Prostaglandin E2 Does Not Modulate CCR7 Expression and Functionality after Differentiation of Blood Monocytes into Macrophages

Département de Biologie, Faculté des Sciences, Université de Sherbrooke, Sherbrooke, QC, Canada J1K 2R1

Received 6 August 2013; Accepted 11 September 2013

Academic Editor: G. Rogler

Copyright © 2013 Marc-André Allaire et al. This is an open access article distributed under the Creative Commons Attribution License, which permits unrestricted use, distribution, and reproduction in any medium, provided the original work is properly cited.

Abstract

Previously, we demonstrated that prostaglandin E2 (PGE2) induces C-C chemokine receptor type 7 (CCR7) expression on human monocytes, which stimulates their subsequent migration in response to the CCR7 natural ligands CCL19 and CCL21. In this study, we determined whether PGE2 affects CCR7 expression on macrophages.
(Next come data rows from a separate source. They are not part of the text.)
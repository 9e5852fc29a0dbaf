//! Vue single-file components.
//!
//! [`extract`] pulls out the `<script>` blocks and [`compile`] turns a
//! component into one script module. Templates are passed through as the
//! `template` option for the runtime compiler, and styles are dropped.
//! Scanning uses memchr rather than a regex so malformed input cannot blow up
//! matching time.

use memchr::memmem;
use oxc_allocator::Allocator;
use oxc_ast::ast::{
    Argument, CallExpression, Declaration, Expression, FormalParameters, ImportDeclaration,
    ImportDeclarationSpecifier, ObjectPropertyKind, Statement, TSLiteral, TSSignature, TSType,
    TSTypeName,
};
use oxc_parser::Parser;
use oxc_span::{GetSpan, SourceType, Span};
use rustc_hash::{FxHashMap, FxHashSet};

/// Maximum accepted component size (10 MB).
pub const MAX_FILE_SIZE: usize = 10 * 1024 * 1024;

/// Maximum number of `<script>` tags in one component.
pub const MAX_SCRIPT_TAGS: usize = 100;

#[derive(Debug, thiserror::Error, PartialEq, Eq)]
pub enum SfcError {
    #[error("component is too large: {size} bytes (max {max})")]
    FileTooLarge { size: usize, max: usize },

    #[error("too many <script> tags: {count} (max {max})")]
    TooManyScriptTags { count: usize, max: usize },

    #[error("unclosed <script> tag at byte {position}")]
    UnclosedScriptTag { position: usize },

    #[error("unclosed <template> tag at byte {position}")]
    UnclosedTemplateTag { position: usize },

    #[error("invalid {block}: {message}")]
    InvalidScript {
        block: &'static str,
        message: String,
    },

    #[error("defineOptions() cannot be combined with a default export in <script>")]
    ConflictingDefineOptions,
}

/// One `<script>` block of a component.
#[derive(Debug, Clone, PartialEq, Eq)]
pub struct ScriptBlock<'a> {
    pub content: &'a str,
    /// Byte offset of `content` in the component source.
    pub offset: usize,
    pub setup: bool,
    pub lang: Option<&'a str>,
}

/// The script blocks of a component, at most one of each kind.
#[derive(Debug, Clone, Default, PartialEq, Eq)]
pub struct SfcScripts<'a> {
    pub script: Option<ScriptBlock<'a>>,
    pub script_setup: Option<ScriptBlock<'a>>,
}

impl<'a> SfcScripts<'a> {
    pub fn is_empty(&self) -> bool {
        self.script.is_none() && self.script_setup.is_none()
    }

    /// The `lang` attribute of the regular block, else of the setup block.
    pub fn declared_lang(&self) -> Option<&'a str> {
        self.script
            .as_ref()
            .and_then(|block| block.lang)
            .or_else(|| self.script_setup.as_ref().and_then(|block| block.lang))
    }

    /// Script sub-language, plain `js` when none is declared.
    pub fn lang(&self) -> &'a str {
        self.declared_lang().unwrap_or("js")
    }

    /// Extension of the module a compiled component is checked and bundled
    /// as.
    pub fn extension(&self) -> &'static str {
        match self.lang() {
            "ts" => "ts",
            "tsx" => "tsx",
            "jsx" => "jsx",
            _ => "js",
        }
    }
}

/// Extract the script blocks of a component.
///
/// A second block of the same kind replaces the first, matching how the
/// framework compiler reports duplicates as its own error.
pub fn extract(source: &str) -> Result<SfcScripts<'_>, SfcError> {
    if source.len() > MAX_FILE_SIZE {
        return Err(SfcError::FileTooLarge {
            size: source.len(),
            max: MAX_FILE_SIZE,
        });
    }

    let mut scripts = SfcScripts::default();
    let mut pointer = 0;
    let mut count = 0;

    while let Some(block) = next_script(source, &mut pointer)? {
        count += 1;
        if count > MAX_SCRIPT_TAGS {
            return Err(SfcError::TooManyScriptTags {
                count,
                max: MAX_SCRIPT_TAGS,
            });
        }

        if block.setup {
            scripts.script_setup = Some(block);
        } else {
            scripts.script = Some(block);
        }
    }

    Ok(scripts)
}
Flow cytometric analysis and chemotaxis assays were performed on Mono Mac-1-derived macrophage (MDMM-1) as well as unpolarized monocyte-derived macrophages (MDMs) to determine the CCR7 expression and functionality in the presence of PGE2. Data revealed that a MDMM-1 exhibited markedly downregulated CCR7 expression and functionality that were partially restored by treatment with PGE2. In MDMs, we observed a drastic downregulation of CCR7 expression and functionality that were unaffected following PGE2 treatment. Our data indicate that monocyte differentiation induces the loss of CCR7 expression and that PGE2 is unable to modulate CCR7 expression and functionality as shown previously in monocytes.